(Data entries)
------

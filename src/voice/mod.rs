//! Voice-platform seam.
//!
//! Everything the engine needs from the voice transport is expressed as three
//! traits so the playback state machine can be driven against fakes in tests
//! and against songbird in production:
//!
//! - [`VoiceGateway`] - process-wide join/lookup/disconnect per guild
//! - [`VoiceHandle`] - one live connection: move, readiness, playback start
//! - [`TrackControl`] - the playing sink: pause/resume/stop/volume
//!
//! Track completion is never a direct callback into shared state. The handle
//! is given a [`CompletionNotifier`], and the sink posts a
//! [`PlaybackEvent::TrackEnded`] message onto the scheduler's event queue
//! from whatever thread the driver finishes on.

pub mod connection;
pub mod songbird_impl;

#[cfg(test)]
pub mod testing;

use async_trait::async_trait;
use serenity::model::id::{ChannelId, GuildId};
use std::sync::Arc;
use tokio::sync::mpsc::UnboundedSender;
use tracing::debug;

use crate::error::PlaybackResult;
use crate::playback::PlaybackEvent;

pub use connection::{ConnectTuning, ConnectionManager};
pub use songbird_impl::SongbirdGateway;

/// A resolved, directly playable audio stream.
#[derive(Debug, Clone)]
pub struct PlayableSource {
    pub stream_url: String,
    pub volume: f32,
}

/// Posts track-completion events back onto the scheduler's queue.
#[derive(Clone)]
pub struct CompletionNotifier {
    events: UnboundedSender<PlaybackEvent>,
    guild_id: GuildId,
    play_id: u64,
}

impl CompletionNotifier {
    pub fn new(events: UnboundedSender<PlaybackEvent>, guild_id: GuildId, play_id: u64) -> Self {
        Self {
            events,
            guild_id,
            play_id,
        }
    }

    /// Safe to call from any thread; the receiver may be gone during shutdown.
    pub fn notify(&self) {
        debug!(
            "🏁 Track finished in guild {} (play {})",
            self.guild_id, self.play_id
        );
        let _ = self.events.send(PlaybackEvent::TrackEnded {
            guild_id: self.guild_id,
            play_id: self.play_id,
        });
    }
}

/// Controls for the currently playing sink.
pub trait TrackControl: Send + Sync {
    fn pause(&self);
    fn resume(&self);
    fn stop(&self);
    fn set_volume(&self, volume: f32);
}

/// One live voice connection for a guild.
#[async_trait]
pub trait VoiceHandle: Send + Sync {
    /// Channel the transport currently sits in, if any.
    async fn current_channel(&self) -> Option<ChannelId>;

    /// Whether the media transport finished its handshake and is usable,
    /// not merely that a socket opened.
    async fn is_ready(&self) -> bool;

    async fn move_to(&self, channel_id: ChannelId) -> PlaybackResult<()>;

    async fn disconnect(&self, force: bool) -> PlaybackResult<()>;

    /// Start playing `source`, wiring `on_complete` to the sink's end event.
    async fn play(
        &self,
        source: PlayableSource,
        on_complete: CompletionNotifier,
    ) -> PlaybackResult<Arc<dyn TrackControl>>;
}

impl std::fmt::Debug for dyn VoiceHandle {
    fn fmt(&self, f: &mut std::fmt::Formatter<'_>) -> std::fmt::Result {
        f.write_str("VoiceHandle")
    }
}

/// Process-wide voice connection registry.
#[async_trait]
pub trait VoiceGateway: Send + Sync {
    /// Open a connection for `guild_id` in `channel_id`. Resolving the future
    /// does not imply the handshake finished; callers poll
    /// [`VoiceHandle::is_ready`].
    async fn connect(
        &self,
        guild_id: GuildId,
        channel_id: ChannelId,
    ) -> PlaybackResult<Arc<dyn VoiceHandle>>;

    /// Existing live handle for the guild, if one is registered.
    fn get(&self, guild_id: GuildId) -> Option<Arc<dyn VoiceHandle>>;

    /// Tear down the guild's connection. A no-op when not connected.
    async fn disconnect(&self, guild_id: GuildId) -> PlaybackResult<()>;
}
impl App {
    fn new(args: ListArgs) -> Self {
        let filter = pipeline::filter_from_args(&args);
        let dataset = pipeline::load_dataset(&args.source);

        let mut app = Self {
            source: args.source,
            search_input: filter.search.clone(),
            search_before: filter.search.clone(),
            dataset,
            filter,
            visible: Vec::new(),
            selected: 0,
            editing_search: false,
            search_dirty_at: None,
            detail: None,
            status: String::new(),
        };
        app.refilter();
        app.status = app.load_status();
        app
    }

    fn event_loop<B: ratatui::backend::Backend>(
        &mut self,
        terminal: &mut Terminal<B>,
    ) -> Result<(), AppError> {
        let mut needs_redraw = true;
        loop {
            if needs_redraw {
                terminal
                    .draw(|f| self.draw(f))
                    .map_err(|e| AppError::data(format!("Terminal draw error: {e}")))?;
                needs_redraw = false;
            }

            if !event::poll(Duration::from_millis(100))
                .map_err(|e| AppError::data(format!("Event poll error: {e}")))?
            {
                if self.flush_search_debounce() {
                    needs_redraw = true;
                }
                continue;
            }

            match event::read().map_err(|e| AppError::data(format!("Event read error: {e}")))? {
                Event::Key(key) => {
                    if key.kind != KeyEventKind::Press {
                        continue;
                    }
                    if self.handle_key(key.code) {
                        break;
                    }
                    needs_redraw = true;
                }
                Event::Resize(_, _) => {
                    needs_redraw = true;
                }
                _ => {}
            }
        }
        Ok(())
    }

    /// Returns `true` when the application should quit.
    fn handle_key(&mut self, code: KeyCode) -> bool {
        if self.detail.is_some() {
            match code {
                KeyCode::Esc | KeyCode::Enter => {
                    self.detail = None;
                }
                KeyCode::Char('q') => return true,
                _ => {}
            }
            return false;
        }

        if self.editing_search {
            self.handle_search_edit(code);
            return false;
        }

        match code {
            KeyCode::Char('q') => return true,
            KeyCode::Up => {
                if self.selected > 0 {
                    self.selected -= 1;
                }
            }
            KeyCode::Down => {
                if self.selected + 1 < self.visible.len() {
                    self.selected += 1;
                }
            }
            KeyCode::Left => {
                self.filter.region = cycle_region(self.filter.region, false);
                self.refilter();
                self.status = format!("region: {}", region_label(self.filter.region));
            }
            KeyCode::Right => {
                self.filter.region = cycle_region(self.filter.region, true);
                self.refilter();
                self.status = format!("region: {}", region_label(self.filter.region));
            }
            KeyCode::Char('c') => {
                self.filter.complexity = cycle_complexity(self.filter.complexity);
                self.refilter();
                self.status = format!("complexity: {}", complexity_label(self.filter.complexity));
            }
            KeyCode::Char('/') => {
                self.editing_search = true;
                self.search_before = self.filter.search.clone();
                self.search_input = self.filter.search.clone();
                self.status = "Editing search. Enter to apply, Esc to cancel.".to_string();
            }
            KeyCode::Enter => {
                if let Some(&index) = self.visible.get(self.selected) {
                    self.detail = Some(index);
                } else {
                    self.status = NO_MATCHES.to_string();
                }
            }
            KeyCode::Char('g') => self.reload(),
            _ => {}
        }

        false
    }

    fn handle_search_edit(&mut self, code: KeyCode) {
        match code {
            KeyCode::Esc => {
                self.editing_search = false;
                self.search_input = self.search_before.clone();
                self.filter.search = self.search_before.clone();
                self.search_dirty_at = None;
                self.refilter();
                self.status = "Search canceled.".to_string();
            }
            KeyCode::Enter => {
                self.editing_search = false;
                self.apply_search_input();
            }
            KeyCode::Backspace => {
                self.search_input.pop();
                self.search_dirty_at = Some(Instant::now());
            }
            KeyCode::Char(c) => {
                self.search_input.push(c);
                self.search_dirty_at = Some(Instant::now());
            }
            _ => {}
        }
    }

    /// Apply a pending search edit once the debounce window has elapsed.
    fn flush_search_debounce(&mut self) -> bool {
        match self.search_dirty_at {
            Some(dirty_at) if dirty_at.elapsed() >= SEARCH_DEBOUNCE => {
                self.apply_search_input();
                true
            }
            _ => false,
        }
    }

    fn apply_search_input(&mut self) {
        self.filter.search = self.search_input.clone();
        self.search_dirty_at = None;
        self.refilter();
        let term = self.filter.search.trim();
        self.status = if term.is_empty() {
            "Search cleared.".to_string()
        } else {
            format!("{} match(es) for \"{term}\"", self.visible.len())
        };
    }

    /// Regenerate the visible list from scratch and clamp the selection.
    fn refilter(&mut self) {
        self.visible = self.filter.apply_indices(&self.dataset.countries);
        if self.visible.is_empty() {
            self.selected = 0;
        } else {
            self.selected = self.selected.min(self.visible.len() - 1);
        }
    }

    /// Reload the dataset wholesale from the configured source.
    fn reload(&mut self) {
        self.dataset = pipeline::load_dataset(&self.source);
        self.detail = None;
        self.refilter();
        self.status = self.load_status();
    }

    fn load_status(&self) -> String {
        match &self.dataset.degraded {
            Some(reason) => format!("DEGRADED: {reason} Using embedded fallback data."),
            None => format!(
                "Loaded {} countries from {}.",
                self.dataset.countries.len(),
                self.dataset.source.describe()
            ),
        }
    }

    fn draw(&mut self, frame: &mut ratatui::Frame<'_>) {
        let size = frame.area();
        let chunks = Layout::default()
            .direction(Direction::Vertical)
            .constraints([Constraint::Length(6), Constraint::Min(0), Constraint::Length(3)])
            .split(size);

        self.draw_header(frame, chunks[0]);
        self.draw_list(frame, chunks[1]);
        self.draw_footer(frame, chunks[2]);

        if let Some(index) = self.detail {
            if let Some(country) = self.dataset.countries.get(index) {
                draw_detail_overlay(frame, size, country);
            }
        }
    }

    fn draw_header(&self, frame: &mut ratatui::Frame<'_>, area: Rect) {
        let mut lines: Vec<Line> = Vec::new();
        lines.push(Line::from(vec![
            Span::styled("wht", Style::default().fg(Color::Cyan)),
            Span::raw(" — withholding-tax country compliance atlas"),
        ]));

        lines.push(Line::from(Span::styled(
            format!(
                "source: {} | as-of: {} | {} of {} shown",
                self.dataset.source.describe(),
                self.dataset.fetched_at.format("%Y-%m-%d %H:%M UTC"),
                self.visible.len(),
                self.dataset.countries.len(),
            ),
            Style::default().fg(Color::Gray),
        )));

        let search_display = if self.editing_search {
            format!("{}▏", self.search_input)
        } else if self.filter.search.trim().is_empty() {
            "-".to_string()
        } else {
            self.filter.search.trim().to_string()
        };
        let filter_style = if self.editing_search {
            Style::default().fg(Color::Yellow)
        } else {
            Style::default().fg(Color::Gray)
        };
        lines.push(Line::from(Span::styled(
            format!(
                "region: {} | complexity: {} | search: {search_display}",
                region_label(self.filter.region),
                complexity_label(self.filter.complexity),
            ),
            filter_style,
        )));

        if let Some(reason) = &self.dataset.degraded {
            lines.push(Line::from(Span::styled(
                format!("DEGRADED: {reason} Using embedded fallback data."),
                Style::default().fg(Color::Yellow).add_modifier(Modifier::BOLD),
            )));
        } else if !self.dataset.row_errors.is_empty() {
            lines.push(Line::from(Span::styled(
                format!(
                    "skipped {} invalid record(s) during load",
                    self.dataset.row_errors.len()
                ),
                Style::default().fg(Color::Yellow),
            )));
        }

        let p = Paragraph::new(Text::from(lines)).block(Block::default().borders(Borders::ALL));
        frame.render_widget(p, area);
    }

    fn draw_list(&self, frame: &mut ratatui::Frame<'_>, area: Rect) {
        let block = Block::default().title("Countries").borders(Borders::ALL);

        if self.visible.is_empty() {
            let inner = block.inner(area);
            frame.render_widget(block, area);
            let msg = Paragraph::new(NO_MATCHES).style(Style::default().fg(Color::Yellow));
            frame.render_widget(msg, inner);
            return;
        }

        let items: Vec<ListItem> = self
            .visible
            .iter()
            .map(|&index| ListItem::new(list_line(&self.dataset.countries[index])))
            .collect();

        let list = List::new(items)
            .block(block)
            .highlight_style(Style::default().fg(Color::Black).bg(Color::White))
            .highlight_symbol("» ");

        let mut state = ListState::default();
        state.select(Some(self.selected));
        frame.render_stateful_widget(list, area, &mut state);
    }

    fn draw_footer(&self, frame: &mut ratatui::Frame<'_>, area: Rect) {
        let help = if self.detail.is_some() {
            "Esc close detail  q quit"
        } else if self.editing_search {
            "type to search  Enter apply  Esc cancel"
        } else {
            "↑/↓ select  ←/→ region  c complexity  / search  Enter detail  g reload  q quit"
        };
        let line = Line::from(vec![
            Span::styled(help, Style::default().fg(Color::Gray)),
            Span::raw(" | "),
            Span::styled(&self.status, Style::default().fg(Color::Yellow)),
        ]);
        let p = Paragraph::new(line).block(Block::default().borders(Borders::ALL));
        frame.render_widget(p, area);
    }
}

------

EXERCISE DESCRIPTION: Please give an exact copy of the entries above, from the line with "pub struct CompletionNotifier" down to the line with "async fn disconnect(&self, force: bool)", inclusive, and nothing else.

RESULT OF THIS EXERCISE:
pub struct CompletionNotifier {
    events: UnboundedSender<PlaybackEvent>,
    guild_id: GuildId,
    play_id: u64,
}

impl CompletionNotifier {
    pub fn new(events: UnboundedSender<PlaybackEvent>, guild_id: GuildId, play_id: u64) -> Self {
        Self {
            events,
            guild_id,
            play_id,
        }
    }

    /// Safe to call from any thread; the receiver may be gone during shutdown.
    pub fn notify(&self) {
        debug!(
            "🏁 Track finished in guild {} (play {})",
            self.guild_id, self.play_id
        );
        let _ = self.events.send(PlaybackEvent::TrackEnded {
            guild_id: self.guild_id,
            play_id: self.play_id,
        });
    }
}

/// Controls for the currently playing sink.
pub trait TrackControl: Send + Sync {
    fn pause(&self);
    fn resume(&self);
    fn stop(&self);
    fn set_volume(&self, volume: f32);
}

/// One live voice connection for a guild.
#[async_trait]
pub trait VoiceHandle: Send + Sync {
    /// Channel the transport currently sits in, if any.
    async fn current_channel(&self) -> Option<ChannelId>;

    /// Whether the media transport finished its handshake and is usable,
    /// not merely that a socket opened.
    async fn is_ready(&self) -> bool;

    async fn move_to(&self, channel_id: ChannelId) -> PlaybackResult<()>;

    async fn disconnect(&self, force: bool) -> PlaybackResult<()>;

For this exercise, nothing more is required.